Now the number of courses has jumped to 7, and it's time to revisit the overall infrastructure I use.
My first idea was to use a platform that I can use, which can be used as a centralized hub for course materials and provide functions that do not need to be built by myself.
Therefore, I went out and tried some popular services, including Teachable, Podia and many others.
But I encountered the so-called developer dilemma.
At first glance, these platforms are great. Well-designed, exquisite interface, radiant marketing, it really looks great.
Then I started using them.
I began to increase my frustration.
- "Looks great"
- "I like it overall, but that thing might be different"
- "The editor sucks"
- "I hope I can use the reduced price promotion"
- "There was an error. How could I be the only one encountering this error?"
- "Hey, support I encountered this problem"-"We have submitted it to the engineering team, and we will notify you in time"
- "Oh my God, I have spent a lot of time on this"
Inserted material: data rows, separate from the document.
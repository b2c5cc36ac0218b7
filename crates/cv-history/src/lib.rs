//! cv-history - Conversation state history for Convoy
//!
//! Ships the audit schema for DuckDB and PostgreSQL and an append-only
//! [`HistoryStore`] over DuckDB.

pub mod ddl;
pub mod error;
pub mod store;

pub use ddl::{default_steps, migration_files, MigrationFile};
pub use error::{HistoryError, HistoryResult};
pub use store::HistoryStore;
//! CLI command implementations

pub(crate) mod common;
pub(crate) mod history;
pub(crate) mod init;
pub(crate) mod migrate;
pub(crate) mod plan;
I am a lazy developer. I think this is my best technical ability.
When you are a lazy developer, over-designed software is not a problem. It will never happen. I just write the minimum code needed to perform the task.
I resist complexity.
Why is it so good? You cannot foresee tomorrow's needs, tomorrow's problems. Over time, I learned this.
As a contractor, I work on a very complex code base that I want to cry, and I try to oversimplify as much as possible when it is too complicated.
Being a lazy developer also makes me think a lot before writing software.
Because writing software is a responsibility.
You are writing the weight to bear in the future.
Supposing to continue my content about choosing a course platform above, I decide to write my own course platform.
This means I have to encode it first.
I need to make a decision. Maybe the right decision, maybe the wrong decision.
After building the software I dream about, I need to maintain the code in the future. I am responsible for this. There is no longer an "Ask for Support" button.
As developers, we have a strong ability to create the tools needed. But at the cost of responsibility.
But this is also an ownership problem. Do I want to rely on this particular platform in the next 5 to 10 years? What should I do if their decision is inconsistent with my decision? What if they raise the price? Can I get rid of it easily?
Ideally, I will always choose my own platform, not a platform managed by someone else. But I will always choose the simplest route.
For me, the biggest and most precious resource is time. By choosing existing solutions, I can have more time.
Should I spend a month writing my own course platform?
That is the current instance of the developer dilemma I face.
I tried all possible prefab solutions.
They all failed to fulfill their promises (or the impression of them in my heart) in one way or another.
I decided to write my own solution. Of course, the simplest solution.